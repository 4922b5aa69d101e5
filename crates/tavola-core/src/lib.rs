//! Tavola Core Library
//!
//! This crate provides the domain types shared across the Tavola upload
//! pipeline: storage policy resolution, upload validation, error
//! classification, and configuration.

pub mod config;
pub mod error;
pub mod models;
pub mod policy;
pub mod validation;

// Re-export commonly used types
pub use config::{PipelineConfig, StorageBackendKind};
pub use error::{classify, ClassifiedError, ErrorKind, ErrorSource};
pub use models::{UploadReceipt, UploadRequest, UploadResult};
pub use policy::{resolve, StorageTarget};
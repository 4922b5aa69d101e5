//! Catalog abstraction trait and record types

use async_trait::async_trait;
use chrono::{DateTime, Utc};
use serde::{Deserialize, Serialize};
use tavola_core::{classify, ClassifiedError, ErrorKind, ErrorSource};
use thiserror::Error;
use uuid::Uuid;

/// Catalog operation errors
#[derive(Debug, Error)]
pub enum CatalogError {
    #[error("Insert failed: {0}")]
    InsertFailed(String),

    #[error("Delete failed: {0}")]
    DeleteFailed(String),

    #[error("Query failed: {0}")]
    QueryFailed(String),

    #[error("Invalid table name: {0}")]
    InvalidTable(String),
}

/// Result type for catalog operations
pub type CatalogResult<T> = Result<T, CatalogError>;

impl CatalogError {
    /// Classify this failure for the pipeline. Database faults are
    /// retryable; a bad table name is a configuration bug and is not.
    pub fn to_classified(&self) -> ClassifiedError {
        match self {
            CatalogError::InvalidTable(_) => {
                tracing::error!(error = %self, "Catalog misconfigured");
                ClassifiedError::new(
                    ErrorKind::Database,
                    "The catalog is misconfigured. Please contact an administrator.",
                    false,
                )
            }
            _ => classify(ErrorSource::Database, &self.to_string()),
        }
    }
}

/// Metadata row for an object about to be cataloged. The id and timestamp
/// are assigned by the store.
#[derive(Debug, Clone, Serialize)]
pub struct NewCatalogRecord {
    pub bucket: String,
    pub storage_path: String,
    pub public_url: String,
    pub file_name: String,
    pub content_type: String,
    pub size_bytes: i64,
    /// Caller-supplied metadata, stored verbatim
    pub metadata: Option<serde_json::Value>,
}

/// A persisted catalog row.
#[derive(Debug, Clone, Serialize, Deserialize, sqlx::FromRow)]
pub struct CatalogRecord {
    pub id: Uuid,
    pub bucket: String,
    pub storage_path: String,
    pub public_url: String,
    pub file_name: String,
    pub content_type: String,
    pub size_bytes: i64,
    pub metadata: Option<serde_json::Value>,
    pub created_at: DateTime<Utc>,
}

/// Catalog gateway
///
/// The orchestrator persists and compensates through this trait without
/// coupling to a backend. No transaction spans the catalog and object
/// storage; consistency comes from compensating cleanup.
#[async_trait]
pub trait CatalogStore: Send + Sync {
    /// Insert a row and return its generated id.
    async fn insert(&self, table: &str, record: &NewCatalogRecord) -> CatalogResult<Uuid>;

    /// Delete a row. Cleanup call sites treat failures as best-effort and
    /// log them.
    async fn delete(&self, table: &str, id: Uuid) -> CatalogResult<()>;

    /// Fetch a row by id.
    async fn select_one(&self, table: &str, id: Uuid) -> CatalogResult<Option<CatalogRecord>>;
}

#[cfg(test)]
mod tests {
    use super::*;

    #[test]
    fn insert_failure_classifies_retryable_database() {
        let err = CatalogError::InsertFailed("pool exhausted".to_string()).to_classified();
        assert_eq!(err.kind, ErrorKind::Database);
        assert!(err.retryable);
    }

    #[test]
    fn invalid_table_is_not_retryable() {
        let err = CatalogError::InvalidTable("1bad".to_string()).to_classified();
        assert_eq!(err.kind, ErrorKind::Database);
        assert!(!err.retryable);
        assert!(!err.message.contains("1bad"));
    }
}
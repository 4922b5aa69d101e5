//! In-memory storage backend
//!
//! Holds objects in a process-local map. Serves local development and tests;
//! test code can script failures for upcoming operations to exercise the
//! pipeline's retry and cleanup behavior.

use std::collections::{HashMap, VecDeque};
use std::sync::Mutex;

use async_trait::async_trait;
use bytes::Bytes;

use crate::traits::{validate_path, ObjectStorage, StorageError, StorageResult};

#[derive(Debug, Clone)]
pub struct StoredObject {
    pub data: Bytes,
    pub content_type: String,
}

/// In-memory storage implementation
#[derive(Default)]
pub struct MemoryStorage {
    base_url: String,
    objects: Mutex<HashMap<(String, String), StoredObject>>,
    put_failures: Mutex<VecDeque<StorageError>>,
    remove_failures: Mutex<VecDeque<StorageError>>,
}

impl MemoryStorage {
    /// Create a new MemoryStorage instance
    ///
    /// # Arguments
    /// * `base_url` - Base URL used when minting public URLs
    ///   (e.g. "http://localhost:54321")
    pub fn new(base_url: impl Into<String>) -> Self {
        Self {
            base_url: base_url.into().trim_end_matches('/').to_string(),
            ..Default::default()
        }
    }

    /// Script a failure for an upcoming `put`. Failures are consumed in
    /// order before any write succeeds.
    pub fn fail_next_put(&self, error: StorageError) {
        self.put_failures.lock().unwrap().push_back(error);
    }

    /// Script a failure for an upcoming `remove`.
    pub fn fail_next_remove(&self, error: StorageError) {
        self.remove_failures.lock().unwrap().push_back(error);
    }

    pub fn contains(&self, bucket: &str, path: &str) -> bool {
        self.objects
            .lock()
            .unwrap()
            .contains_key(&(bucket.to_string(), path.to_string()))
    }

    pub fn get(&self, bucket: &str, path: &str) -> Option<StoredObject> {
        self.objects
            .lock()
            .unwrap()
            .get(&(bucket.to_string(), path.to_string()))
            .cloned()
    }

    pub fn object_count(&self) -> usize {
        self.objects.lock().unwrap().len()
    }
}

#[async_trait]
impl ObjectStorage for MemoryStorage {
    async fn put(
        &self,
        bucket: &str,
        path: &str,
        data: Bytes,
        content_type: &str,
    ) -> StorageResult<()> {
        validate_path(path)?;
        if let Some(err) = self.put_failures.lock().unwrap().pop_front() {
            return Err(err);
        }
        self.objects.lock().unwrap().insert(
            (bucket.to_string(), path.to_string()),
            StoredObject {
                data,
                content_type: content_type.to_string(),
            },
        );
        Ok(())
    }

    async fn remove(&self, bucket: &str, path: &str) -> StorageResult<()> {
        validate_path(path)?;
        if let Some(err) = self.remove_failures.lock().unwrap().pop_front() {
            return Err(err);
        }
        let removed = self
            .objects
            .lock()
            .unwrap()
            .remove(&(bucket.to_string(), path.to_string()));
        if removed.is_none() {
            return Err(StorageError::NotFound(format!("{}/{}", bucket, path)));
        }
        Ok(())
    }

    async fn list(&self, bucket: &str, prefix: &str) -> StorageResult<Vec<String>> {
        let objects = self.objects.lock().unwrap();
        let mut names: Vec<String> = objects
            .keys()
            .filter(|(b, p)| b == bucket && p.starts_with(prefix))
            .map(|(_, p)| p.clone())
            .collect();
        names.sort();
        Ok(names)
    }

    async fn bucket_exists(&self, _bucket: &str) -> StorageResult<bool> {
        // Buckets materialize on first write
        Ok(true)
    }

    fn public_url(&self, bucket: &str, path: &str) -> StorageResult<String> {
        if bucket.is_empty() || path.is_empty() {
            return Err(StorageError::InvalidPath(
                "public URL requires a bucket and a path".to_string(),
            ));
        }
        Ok(format!(
            "{}/storage/v1/object/public/{}/{}",
            self.base_url, bucket, path
        ))
    }
}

_Work instruction_: Every entry above needs to be written out again exactly.

_Result of the exercise_:
repository 4922b5aa69d101e5
filename crates/tavola-core/src/lib.rs
//! Tavola Core Library
//!
//! This crate provides the domain types shared across the Tavola upload
//! pipeline: storage policy resolution, upload validation, error
//! classification, and configuration.

pub mod config;
pub mod error;
pub mod models;
pub mod policy;
pub mod validation;

// Re-export commonly used types
pub use config::{PipelineConfig, StorageBackendKind};
pub use error::{classify, ClassifiedError, ErrorKind, ErrorSource};
pub use models::{UploadReceipt, UploadRequest, UploadResult};
pub use policy::{resolve, StorageTarget};
repository 4922b5aa69d101e5
//! Catalog abstraction trait and record types

use async_trait::async_trait;
use chrono::{DateTime, Utc};
use serde::{Deserialize, Serialize};
use tavola_core::{classify, ClassifiedError, ErrorKind, ErrorSource};
use thiserror::Error;
use uuid::Uuid;

/// Catalog operation errors
#[derive(Debug, Error)]
pub enum CatalogError {
    #[error("Insert failed: {0}")]
    InsertFailed(String),

    #[error("Delete failed: {0}")]
    DeleteFailed(String),

    #[error("Query failed: {0}")]
    QueryFailed(String),

    #[error("Invalid table name: {0}")]
    InvalidTable(String),
}

/// Result type for catalog operations
pub type CatalogResult<T> = Result<T, CatalogError>;

impl CatalogError {
    /// Classify this failure for the pipeline. Database faults are
    /// retryable; a bad table name is a configuration bug and is not.
    pub fn to_classified(&self) -> ClassifiedError {
        match self {
            CatalogError::InvalidTable(_) => {
                tracing::error!(error = %self, "Catalog misconfigured");
                ClassifiedError::new(
                    ErrorKind::Database,
                    "The catalog is misconfigured. Please contact an administrator.",
                    false,
                )
            }
            _ => classify(ErrorSource::Database, &self.to_string()),
        }
    }
}

/// Metadata row for an object about to be cataloged. The id and timestamp
/// are assigned by the store.
#[derive(Debug, Clone, Serialize)]
pub struct NewCatalogRecord {
    pub bucket: String,
    pub storage_path: String,
    pub public_url: String,
    pub file_name: String,
    pub content_type: String,
    pub size_bytes: i64,
    /// Caller-supplied metadata, stored verbatim
    pub metadata: Option<serde_json::Value>,
}

/// A persisted catalog row.
#[derive(Debug, Clone, Serialize, Deserialize, sqlx::FromRow)]
pub struct CatalogRecord {
    pub id: Uuid,
    pub bucket: String,
    pub storage_path: String,
    pub public_url: String,
    pub file_name: String,
    pub content_type: String,
    pub size_bytes: i64,
    pub metadata: Option<serde_json::Value>,
    pub created_at: DateTime<Utc>,
}

/// Catalog gateway
///
/// The orchestrator persists and compensates through this trait without
/// coupling to a backend. No transaction spans the catalog and object
/// storage; consistency comes from compensating cleanup.
#[async_trait]
pub trait CatalogStore: Send + Sync {
    /// Insert a row and return its generated id.
    async fn insert(&self, table: &str, record: &NewCatalogRecord) -> CatalogResult<Uuid>;

    /// Delete a row. Cleanup call sites treat failures as best-effort and
    /// log them.
    async fn delete(&self, table: &str, id: Uuid) -> CatalogResult<()>;

    /// Fetch a row by id.
    async fn select_one(&self, table: &str, id: Uuid) -> CatalogResult<Option<CatalogRecord>>;
}

#[cfg(test)]
mod tests {
    use super::*;

    #[test]
    fn insert_failure_classifies_retryable_database() {
        let err = CatalogError::InsertFailed("pool exhausted".to_string()).to_classified();
        assert_eq!(err.kind, ErrorKind::Database);
        assert!(err.retryable);
    }

    #[test]
    fn invalid_table_is_not_retryable() {
        let err = CatalogError::InvalidTable("1bad".to_string()).to_classified();
        assert_eq!(err.kind, ErrorKind::Database);
        assert!(!err.retryable);
        assert!(!err.message.contains("1bad"));
    }
}
repository 4922b5aa69d101e5
//! In-memory storage backend
//!
//! Holds objects in a process-local map. Serves local development and tests;
//! test code can script failures for upcoming operations to exercise the
//! pipeline's retry and cleanup behavior.

use std::collections::{HashMap, VecDeque};
use std::sync::Mutex;

use async_trait::async_trait;
use bytes::Bytes;

use crate::traits::{validate_path, ObjectStorage, StorageError, StorageResult};

#[derive(Debug, Clone)]
pub struct StoredObject {
    pub data: Bytes,
    pub content_type: String,
}

/// In-memory storage implementation
#[derive(Default)]
pub struct MemoryStorage {
    base_url: String,
    objects: Mutex<HashMap<(String, String), StoredObject>>,
    put_failures: Mutex<VecDeque<StorageError>>,
    remove_failures: Mutex<VecDeque<StorageError>>,
}

impl MemoryStorage {
    /// Create a new MemoryStorage instance
    ///
    /// # Arguments
    /// * `base_url` - Base URL used when minting public URLs
    ///   (e.g. "http://localhost:54321")
    pub fn new(base_url: impl Into<String>) -> Self {
        Self {
            base_url: base_url.into().trim_end_matches('/').to_string(),
            ..Default::default()
        }
    }

    /// Script a failure for an upcoming `put`. Failures are consumed in
    /// order before any write succeeds.
    pub fn fail_next_put(&self, error: StorageError) {
        self.put_failures.lock().unwrap().push_back(error);
    }

    /// Script a failure for an upcoming `remove`.
    pub fn fail_next_remove(&self, error: StorageError) {
        self.remove_failures.lock().unwrap().push_back(error);
    }

    pub fn contains(&self, bucket: &str, path: &str) -> bool {
        self.objects
            .lock()
            .unwrap()
            .contains_key(&(bucket.to_string(), path.to_string()))
    }

    pub fn get(&self, bucket: &str, path: &str) -> Option<StoredObject> {
        self.objects
            .lock()
            .unwrap()
            .get(&(bucket.to_string(), path.to_string()))
            .cloned()
    }

    pub fn object_count(&self) -> usize {
        self.objects.lock().unwrap().len()
    }
}

#[async_trait]
impl ObjectStorage for MemoryStorage {
    async fn put(
        &self,
        bucket: &str,
        path: &str,
        data: Bytes,
        content_type: &str,
    ) -> StorageResult<()> {
        validate_path(path)?;
        if let Some(err) = self.put_failures.lock().unwrap().pop_front() {
            return Err(err);
        }
        self.objects.lock().unwrap().insert(
            (bucket.to_string(), path.to_string()),
            StoredObject {
                data,
                content_type: content_type.to_string(),
            },
        );
        Ok(())
    }

    async fn remove(&self, bucket: &str, path: &str) -> StorageResult<()> {
        validate_path(path)?;
        if let Some(err) = self.remove_failures.lock().unwrap().pop_front() {
            return Err(err);
        }
        let removed = self
            .objects
            .lock()
            .unwrap()
            .remove(&(bucket.to_string(), path.to_string()));
        if removed.is_none() {
            return Err(StorageError::NotFound(format!("{}/{}", bucket, path)));
        }
        Ok(())
    }

    async fn list(&self, bucket: &str, prefix: &str) -> StorageResult<Vec<String>> {
        let objects = self.objects.lock().unwrap();
        let mut names: Vec<String> = objects
            .keys()
            .filter(|(b, p)| b == bucket && p.starts_with(prefix))
            .map(|(_, p)| p.clone())
            .collect();
        names.sort();
        Ok(names)
    }

    async fn bucket_exists(&self, _bucket: &str) -> StorageResult<bool> {
        // Buckets materialize on first write
        Ok(true)
    }

    fn public_url(&self, bucket: &str, path: &str) -> StorageResult<String> {
        if bucket.is_empty() || path.is_empty() {
            return Err(StorageError::InvalidPath(
                "public URL requires a bucket and a path".to_string(),
            ));
        }
        Ok(format!(
            "{}/storage/v1/object/public/{}/{}",
            self.base_url, bucket, path
        ))
    }
}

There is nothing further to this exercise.